Spätestens nach dem raffinierten Einbruch von Viren in die iranischen Atomkraftwerke durch Stuxnet wissen wir aber, dass es keine absolute Sicherheit gibt, vor allem wenn hochbezahlte Profis am Werk sind (siehe dazu z. B. das 69-seitige PDF-Dossier von Symantec). Jede PDF-Datei oder PowerPoint-Datei kann prinzipiell Viren enthalten, die ich auch bei bester Sorgfalt nicht erkennen kann.

Ich habe mich natürlich geweigert, diesen Rahmenvertrag zu unterzeichnen, worauf angeboten wurde, diese Klausel im konkreten Einzelauftrag abzumildern. Ein derartiges Vorgehen mag zur Reduzierung üblicher Kundenschutz- oder anderer unkritischer, aber unpassender Rahmenvertragsklauseln angemessen sein; aber ich war doch etwas erstaunt, dass man von mir erwartete, erst einen Passus zu unterschreiben, der mich in den Ruin treiben kann, um diese generelle Regelung dann für einen Einzelfall zu entkräften.

Ohne irgendein Verständnis für meine Bedenken weigerte sich der Vermittler aber, diesen Passus aus dem Rahmenvertrag herauszunehmen: "Wir haben einen derartigen Rahmenvertrag mit Tausenden von Freiberuflern geschlossen, und bisher hat sich noch keiner beschwert."

Offensichtlich war es für den Vermittler nicht das Gleiche, den Passus herauszunehmen oder erst unterschreiben zu lassen, um ihn dann außer Kraft zu setzen. Das war dann erst recht für mich ein Grund, nicht zu unterschreiben.

Die Sache eskalierte dann, der Vermittler bestand immer auf einer Unterschrift unter dem unveränderten Rahmenvertrag: "Wo kommen wir denn da hin, wenn wir den Rahmenvertrag mit jedem einzeln aushandeln?" Nun, ich habe bei anderen Firmen durchaus schon Rahmenverträge in beiderseitigem Einvernehmen korrigieren können. Hier geht es also nicht nur um eine rechtlich fragwürdige Form, Freiberuflern den Schwarzen Peter zuzuschieben, sondern auch um die Frage, ob wir über ein partnerschaftliches Miteinander oder über einen Vermittlungsroboter reden, der nach dem Motto "friss oder stirb" handelt. Und nicht nur das; man gab mir das deutliche Gefühl, dass man mich als Querulant betrachtet, der grundlos Selbstverständlichkeiten in Frage stellt.

Der Vermittler hat sich am Ende über den renitenten Freiberufler sogar massiv beim Kunden beschwert, wodurch der Fachbereich noch in Rechtfertigungsdruck geriet (wohlgemerkt ging es um die Abwicklung eines Auftrags, den ich direkt mit dem Kunden abgemacht hatte).

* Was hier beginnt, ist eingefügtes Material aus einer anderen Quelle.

//! Health check endpoint.

use axum::{extract::State, routing::get, Json, Router};
use serde::Serialize;

use crate::AppState;

/// Health check response.
#[derive(Serialize)]
pub struct HealthResponse {
    pub status: &'static str,
    pub version: &'static str,
    /// Which authoritative store backs the resolver
    pub storage: &'static str,
}

pub fn routes() -> Router<AppState> {
    Router::new()
        .route("/health", get(health_check))
        .route("/", get(root))
}

async fn health_check(State(state): State<AppState>) -> Json<HealthResponse> {
    Json(HealthResponse {
        status: "ok",
        version: env!("CARGO_PKG_VERSION"),
        storage: state.storage.as_str(),
    })
}

async fn root() -> &'static str {
    "Tether Sync Server"
}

Der Kunde hat mich dann allerdings einfach über einen anderen Vermittler, GULP, beauftragt. Das war kein Problem, denn dort gibt es keinen derartigen Passus im Rahmenvertrag. Und auch sonst habe ich so etwas noch nie gesehen.

Schaut also mal in eure Rahmenverträge und kündigt diese, bevor es zu spät ist. Mit seinem Vermögen für Dinge zu haften, die man nicht beeinflussen kann, ist kein Spaß. ()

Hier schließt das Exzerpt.